■ Excerpted records ■
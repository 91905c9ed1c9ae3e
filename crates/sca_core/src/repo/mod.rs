//! Entity store contracts and SQLite persistence implementations.
//!
//! # Responsibility
//! - Define the store primitives the services depend on: read, create,
//!   delete and conditional update per entity kind.
//! - Keep SQL details inside the persistence boundary.
//!
//! # Invariants
//! - Conditional writes report affected-row counts; `0` means the
//!   precondition no longer held at write time.
//! - A unique-constraint hit inside a conditional write is reported as `0`
//!   rows affected, never as a raw store error.
//! - Read paths reject malformed persisted values instead of masking them.

use crate::db::migrations::latest_version;
use crate::db::DbError;
use rusqlite::{ffi, Connection};
use std::error::Error;
use std::fmt::{Display, Formatter};
use uuid::Uuid;

pub mod cat_repo;
pub mod mission_repo;

pub type RepoResult<T> = Result<T, RepoError>;

/// Store-level error shared by all repositories.
#[derive(Debug)]
pub enum RepoError {
    /// Underlying SQLite/bootstrap error.
    Db(DbError),
    /// A foreign key check failed: the referenced row is missing, or a
    /// restricting row still points at the row being deleted.
    ReferenceViolation(String),
    /// Connection schema is not at the expected migrated version.
    UninitializedConnection {
        expected_version: u32,
        actual_version: u32,
    },
    /// Persisted data cannot be converted to a valid read model.
    InvalidData(String),
}

impl Display for RepoError {
    fn fmt(&self, f: &mut Formatter<'_>) -> std::fmt::Result {
        match self {
            Self::Db(err) => write!(f, "{err}"),
            Self::ReferenceViolation(message) => write!(f, "reference violation: {message}"),
            Self::UninitializedConnection {
                expected_version,
                actual_version,
            } => write!(
                f,
                "dispatch store requires schema version {expected_version}, got {actual_version}"
            ),
            Self::InvalidData(message) => write!(f, "invalid persisted data: {message}"),
        }
    }
}

impl Error for RepoError {
    fn source(&self) -> Option<&(dyn Error + 'static)> {
        match self {
            Self::Db(err) => Some(err),
            Self::ReferenceViolation(_) => None,
            Self::UninitializedConnection { .. } => None,
            Self::InvalidData(_) => None,
        }
    }
}

impl From<DbError> for RepoError {
    fn from(value: DbError) -> Self {
        Self::Db(value)
    }
}

impl From<rusqlite::Error> for RepoError {
    fn from(value: rusqlite::Error) -> Self {
        if is_reference_violation(&value) {
            return Self::ReferenceViolation(value.to_string());
        }
        Self::Db(DbError::Sqlite(value))
    }
}

/// Maps a conditional write result onto the affected-count contract.
pub(crate) fn conditional_outcome(result: rusqlite::Result<usize>) -> RepoResult<usize> {
    match result {
        Ok(changed) => Ok(changed),
        Err(err) if is_unique_violation(&err) => Ok(0),
        Err(err) => Err(err.into()),
    }
}

pub(crate) fn is_unique_violation(err: &rusqlite::Error) -> bool {
    has_extended_code(err, ffi::SQLITE_CONSTRAINT_UNIQUE)
}

/// Insert/update checks report `SQLITE_CONSTRAINT_FOREIGNKEY`; a parent
/// delete blocked by `ON DELETE RESTRICT` reports `SQLITE_CONSTRAINT_TRIGGER`.
fn is_reference_violation(err: &rusqlite::Error) -> bool {
    match err {
        rusqlite::Error::SqliteFailure(inner, message) => {
            inner.extended_code == ffi::SQLITE_CONSTRAINT_FOREIGNKEY
                || (inner.extended_code == ffi::SQLITE_CONSTRAINT_TRIGGER
                    && message
                        .as_deref()
                        .is_some_and(|text| text.contains("FOREIGN KEY")))
        }
        _ => false,
    }
}

fn has_extended_code(err: &rusqlite::Error, code: i32) -> bool {
    matches!(err, rusqlite::Error::SqliteFailure(inner, _) if inner.extended_code == code)
}

pub(crate) fn parse_uuid(value: &str, column: &'static str) -> RepoResult<Uuid> {
    Uuid::parse_str(value)
        .map_err(|_| RepoError::InvalidData(format!("invalid uuid `{value}` in {column}")))
}

pub(crate) fn parse_flag(value: i64, column: &'static str) -> RepoResult<bool> {
    match value {
        0 => Ok(false),
        1 => Ok(true),
        other => Err(RepoError::InvalidData(format!(
            "invalid flag value `{other}` in {column}"
        ))),
    }
}

/// Rejects connections that did not go through `open_db*`.
pub(crate) fn ensure_connection_ready(conn: &Connection) -> RepoResult<()> {
    let expected_version = latest_version();
    let actual_version: u32 = conn.query_row("PRAGMA user_version;", [], |row| row.get(0))?;
    if actual_version != expected_version {
        return Err(RepoError::UninitializedConnection {
            expected_version,
            actual_version,
        });
    }
    Ok(())
}
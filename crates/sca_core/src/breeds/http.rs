//! HTTP breed source backed by TheCatAPI.

use super::catalog::{Breed, BreedCatalogError, BreedSource};
use log::warn;
use reqwest::blocking::Client;
use std::time::Duration;

pub const DEFAULT_BREED_API_BASE_URL: &str = "https://api.thecatapi.com/v1";
const REQUEST_TIMEOUT: Duration = Duration::from_secs(10);

/// Fetches `GET {base_url}/breeds`, sending `x-api-key` when configured.
pub struct HttpBreedSource {
    base_url: String,
    api_key: Option<String>,
    client: Client,
}

impl HttpBreedSource {
    pub fn new(
        base_url: impl Into<String>,
        api_key: Option<String>,
    ) -> Result<Self, BreedCatalogError> {
        let client = Client::builder()
            .timeout(REQUEST_TIMEOUT)
            .build()
            .map_err(|err| BreedCatalogError::Transport(err.to_string()))?;
        Ok(Self {
            base_url: base_url.into(),
            api_key: api_key.filter(|key| !key.trim().is_empty()),
            client,
        })
    }

    fn breeds_url(&self) -> String {
        format!("{}/breeds", self.base_url.trim_end_matches('/'))
    }
}

impl BreedSource for HttpBreedSource {
    fn fetch_breeds(&self) -> Result<Vec<Breed>, BreedCatalogError> {
        let mut request = self.client.get(self.breeds_url());
        if let Some(key) = &self.api_key {
            request = request.header("x-api-key", key);
        }

        let response = request.send().map_err(|err| {
            warn!("event=breed_fetch module=breeds status=error error_code=transport error={err}");
            BreedCatalogError::Transport(err.to_string())
        })?;
        let status = response.status();
        if !status.is_success() {
            warn!(
                "event=breed_fetch module=breeds status=error error_code=upstream_status status_code={}",
                status.as_u16()
            );
            return Err(BreedCatalogError::UpstreamStatus(status.as_u16()));
        }

        response
            .json::<Vec<Breed>>()
            .map_err(|err| BreedCatalogError::Decode(err.to_string()))
    }
}
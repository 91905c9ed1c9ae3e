//! Subcommand execution against the core services.

use crate::error::CliError;
use crate::{CatCommand, Cli, Command, CreateCatArgs, MissionCommand};
use log::info;
use sca_core::breeds::BreedSource;
use sca_core::db::migrations::latest_version;
use sca_core::{
    init_logging, open_db, AssignmentCoordinator, CachedBreedCatalog, CatService,
    DispatchConfig, HttpBreedSource, MissionService, NewCat, SqliteCatRepository,
    SqliteMissionRepository, StaticBreedSource, TargetDraft, TargetUpdate,
};
use serde::Serialize;
use serde_json::{json, Value};

type Catalog = CachedBreedCatalog<Box<dyn BreedSource>>;

/// Runs one parsed command and returns its JSON result.
pub fn run(cli: Cli) -> Result<Value, CliError> {
    let mut config = DispatchConfig::from_env()?;
    if let Some(db) = cli.db {
        config.db_path = db;
    }
    if let Some(settings) = config.log_settings(true) {
        init_logging(&settings).map_err(CliError::Logging)?;
    }

    let conn = open_db(&config.db_path)?;
    match cli.command {
        Command::Migrate => {
            info!(
                "event=cli_migrate module=cli status=ok db_path={}",
                config.db_path.display()
            );
            Ok(json!({
                "db_path": config.db_path.display().to_string(),
                "schema_version": latest_version(),
            }))
        }
        Command::Breeds => {
            let cats = CatService::new(
                SqliteCatRepository::try_new(&conn)?,
                catalog(&config, cli.offline)?,
            );
            render(&cats.list_breeds()?)
        }
        Command::Cat(command) => {
            let cats = CatService::new(
                SqliteCatRepository::try_new(&conn)?,
                catalog(&config, cli.offline)?,
            );
            run_cat(&cats, command)
        }
        Command::Mission(command) => {
            let repo = SqliteMissionRepository::try_new(&conn)?;
            run_mission(repo, command)
        }
    }
}

fn run_cat(
    cats: &CatService<SqliteCatRepository<'_>, Catalog>,
    command: CatCommand,
) -> Result<Value, CliError> {
    match command {
        CatCommand::Create(CreateCatArgs {
            name,
            years,
            breed,
            salary_cents,
        }) => render(&cats.create_cat(&NewCat {
            name,
            years_of_experience: years,
            breed,
            salary_cents,
        })?),
        CatCommand::List => render(&cats.list_cats()?),
        CatCommand::Get { id } => render(&cats.get_cat(id)?),
        CatCommand::SetSalary { id, salary_cents } => {
            render(&cats.update_salary(id, salary_cents)?)
        }
        CatCommand::Delete { id } => {
            cats.delete_cat(id)?;
            Ok(json!({ "deleted": id }))
        }
    }
}

fn run_mission(
    repo: SqliteMissionRepository<'_>,
    command: MissionCommand,
) -> Result<Value, CliError> {
    let missions = MissionService::new(repo);
    match command {
        MissionCommand::Create { targets, cat } => {
            render(&missions.create_mission(&parse_targets(&targets)?, cat)?)
        }
        MissionCommand::List => render(&missions.list_missions()?),
        MissionCommand::Get { id } => render(&missions.get_mission(id)?),
        MissionCommand::Assign { mission, cat } => {
            render(&AssignmentCoordinator::new(repo).assign_cat(mission, cat)?)
        }
        MissionCommand::AddTargets { mission, targets } => {
            render(&missions.add_targets(mission, &parse_targets(&targets)?)?)
        }
        MissionCommand::UpdateTarget {
            mission,
            target,
            notes,
            complete,
        } => {
            let request = TargetUpdate { notes, complete };
            render(&missions.update_target(mission, target, &request)?)
        }
        MissionCommand::DeleteTarget { mission, target } => {
            missions.delete_target(mission, target)?;
            Ok(json!({ "deleted": target }))
        }
        MissionCommand::Complete { id } => render(&missions.complete_mission(id)?),
        MissionCommand::Delete { id } => {
            missions.delete_mission(id)?;
            Ok(json!({ "deleted": id }))
        }
    }
}

fn catalog(config: &DispatchConfig, offline: bool) -> Result<Catalog, CliError> {
    let source: Box<dyn BreedSource> = if offline {
        Box::new(StaticBreedSource::builtin())
    } else {
        Box::new(HttpBreedSource::new(
            config.breed_api_base_url.clone(),
            config.breed_api_key.clone(),
        )?)
    };
    Ok(CachedBreedCatalog::new(source, config.breed_cache_ttl))
}

fn render<T: Serialize>(value: &T) -> Result<Value, CliError> {
    Ok(serde_json::to_value(value)?)
}

fn parse_targets(raw: &[String]) -> Result<Vec<TargetDraft>, CliError> {
    raw.iter().map(|value| parse_target(value)).collect()
}

/// Parses `name:country[:notes]`; notes may contain further colons.
fn parse_target(value: &str) -> Result<TargetDraft, CliError> {
    let mut parts = value.splitn(3, ':');
    let name = parts.next().unwrap_or_default();
    let Some(country) = parts.next() else {
        return Err(CliError::BadArgument {
            field: "target",
            reason: format!("expected `name:country[:notes]`, got `{value}`"),
        });
    };
    let draft = TargetDraft::new(name, country);
    Ok(match parts.next() {
        Some(notes) => draft.with_notes(notes),
        None => draft,
    })
}
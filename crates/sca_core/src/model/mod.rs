//! Dispatch domain model: cats, missions and their targets.
//!
//! # Responsibility
//! - Define canonical data structures used by the consistency engine.
//! - Model one-way completion as an explicit two-state machine.
//!
//! # Invariants
//! - Every entity is identified by a stable UUID that is never reused.
//! - A mission exclusively owns its targets.
//! - Completion never moves backward for missions or targets.

pub mod cat;
pub mod completion;
pub mod mission;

■ Work item ■
Reproduce each line from the records that contains the word "Option".

■ Written answer ■
    fn source(&self) -> Option<&(dyn Error + 'static)> {
    api_key: Option<String>,
        api_key: Option<String>,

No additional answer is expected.